(Data entries)
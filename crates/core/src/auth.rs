use std::str::FromStr;

use serde::{Deserialize, Serialize};

use crate::{AppError, TenantId};

/// Fixed role enumeration attached to every user account.
#[derive(Debug, Clone, Copy, PartialEq, Eq, Hash, Serialize, Deserialize)]
#[serde(rename_all = "snake_case")]
pub enum UserRole {
    /// Operates the platform across tenants.
    PlatformAdmin,
    /// Administers a single tenant.
    TenantAdmin,
    /// Owns risk reviews inside a tenant.
    RiskManager,
    /// Approves or rejects items routed for decision.
    Approver,
    /// Manages vendor and agent records.
    VendorManager,
    /// Default role with read-mostly access.
    EndUser,
}

impl UserRole {
    /// Returns a stable storage value for this role.
    #[must_use]
    pub fn as_str(&self) -> &'static str {
        match self {
            Self::PlatformAdmin => "platform_admin",
            Self::TenantAdmin => "tenant_admin",
            Self::RiskManager => "risk_manager",
            Self::Approver => "approver",
            Self::VendorManager => "vendor_manager",
            Self::EndUser => "end_user",
        }
    }

    /// Returns all known roles.
    #[must_use]
    pub fn all() -> &'static [Self] {
        const ALL: &[UserRole] = &[
            UserRole::PlatformAdmin,
            UserRole::TenantAdmin,
            UserRole::RiskManager,
            UserRole::Approver,
            UserRole::VendorManager,
            UserRole::EndUser,
        ];

        ALL
    }
}

impl FromStr for UserRole {
    type Err = AppError;

    fn from_str(value: &str) -> Result<Self, Self::Err> {
        match value {
            "platform_admin" => Ok(Self::PlatformAdmin),
            "tenant_admin" => Ok(Self::TenantAdmin),
            "risk_manager" => Ok(Self::RiskManager),
            "approver" => Ok(Self::Approver),
            "vendor_manager" => Ok(Self::VendorManager),
            "end_user" => Ok(Self::EndUser),
            _ => Err(AppError::Validation(format!("unknown role '{value}'"))),
        }
    }
}

/// User information resolved from a bearer token for the current request.
#[derive(Debug, Clone, PartialEq, Eq, Serialize, Deserialize)]
pub struct UserIdentity {
    subject: String,
    display_name: String,
    email: Option<String>,
    role: UserRole,
    tenant_id: Option<TenantId>,
}

impl UserIdentity {
    /// Creates a user identity from directory and tenancy data.
    ///
    /// Only platform administrators may omit the tenant; every other role is
    /// rejected without one.
    pub fn new(
        subject: impl Into<String>,
        display_name: impl Into<String>,
        email: Option<String>,
        role: UserRole,
        tenant_id: Option<TenantId>,
    ) -> Result<Self, AppError> {
        if tenant_id.is_none() && role != UserRole::PlatformAdmin {
            return Err(AppError::Validation(format!(
                "role '{}' requires a tenant assignment",
                role.as_str()
            )));
        }

        Ok(Self {
            subject: subject.into(),
            display_name: display_name.into(),
            email,
            role,
            tenant_id,
        })
    }

    /// Returns the stable subject identifier.
    #[must_use]
    pub fn subject(&self) -> &str {
        self.subject.as_str()
    }

    /// Returns the display name for the current user.
    #[must_use]
    pub fn display_name(&self) -> &str {
        self.display_name.as_str()
    }

    /// Returns the email, if the directory holds one.
    #[must_use]
    pub fn email(&self) -> Option<&str> {
        self.email.as_deref()
    }

    /// Returns the fixed role for the current user.
    #[must_use]
    pub fn role(&self) -> UserRole {
        self.role
    }

    /// Returns the tenant assignment, if any.
    #[must_use]
    pub fn assigned_tenant_id(&self) -> Option<TenantId> {
        self.tenant_id
    }

    /// Returns the tenant scope used for every read and write.
    ///
    /// Platform administrators without a tenant map to the hardcoded default
    /// tenant at read time.
    #[must_use]
    pub fn tenant_scope(&self) -> TenantId {
        self.tenant_id.unwrap_or_else(TenantId::platform_default)
    }
}

#[cfg(test)]
mod tests {
    use std::str::FromStr;

    use crate::TenantId;

    use super::{UserIdentity, UserRole};

    #[test]
    fn role_roundtrip_storage_value() {
        for role in UserRole::all() {
            let restored = UserRole::from_str(role.as_str());
            assert_eq!(restored.ok(), Some(*role));
        }
    }

    #[test]
    fn unknown_role_is_rejected() {
        assert!(UserRole::from_str("superuser").is_err());
    }

    #[test]
    fn tenantless_platform_admin_maps_to_default_tenant() {
        let identity = UserIdentity::new("ops", "Ops", None, UserRole::PlatformAdmin, None);
        assert!(identity.is_ok());
        let identity = identity.unwrap_or_else(|_| panic!("test"));
        assert_eq!(identity.tenant_scope(), TenantId::platform_default());
    }

    #[test]
    fn tenantless_end_user_is_rejected() {
        let identity = UserIdentity::new("eve", "Eve", None, UserRole::EndUser, None);
        assert!(identity.is_err());
    }

    #[test]
    fn assigned_tenant_wins_over_default() {
        let tenant_id = TenantId::new();
        let identity = UserIdentity::new(
            "alice",
            "Alice",
            Some("alice@example.com".to_owned()),
            UserRole::TenantAdmin,
            Some(tenant_id),
        );
        assert!(identity.is_ok());
        let identity = identity.unwrap_or_else(|_| panic!("test"));
        assert_eq!(identity.tenant_scope(), tenant_id);
    }
}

● Assignment:
Every line in the records above with the string "PlatformAdmin" in it should be shown.

● Answer section:
    PlatformAdmin,
            Self::PlatformAdmin => "platform_admin",
            UserRole::PlatformAdmin,
            "platform_admin" => Ok(Self::PlatformAdmin),
        if tenant_id.is_none() && role != UserRole::PlatformAdmin {
        let identity = UserIdentity::new("ops", "Ops", None, UserRole::PlatformAdmin, None);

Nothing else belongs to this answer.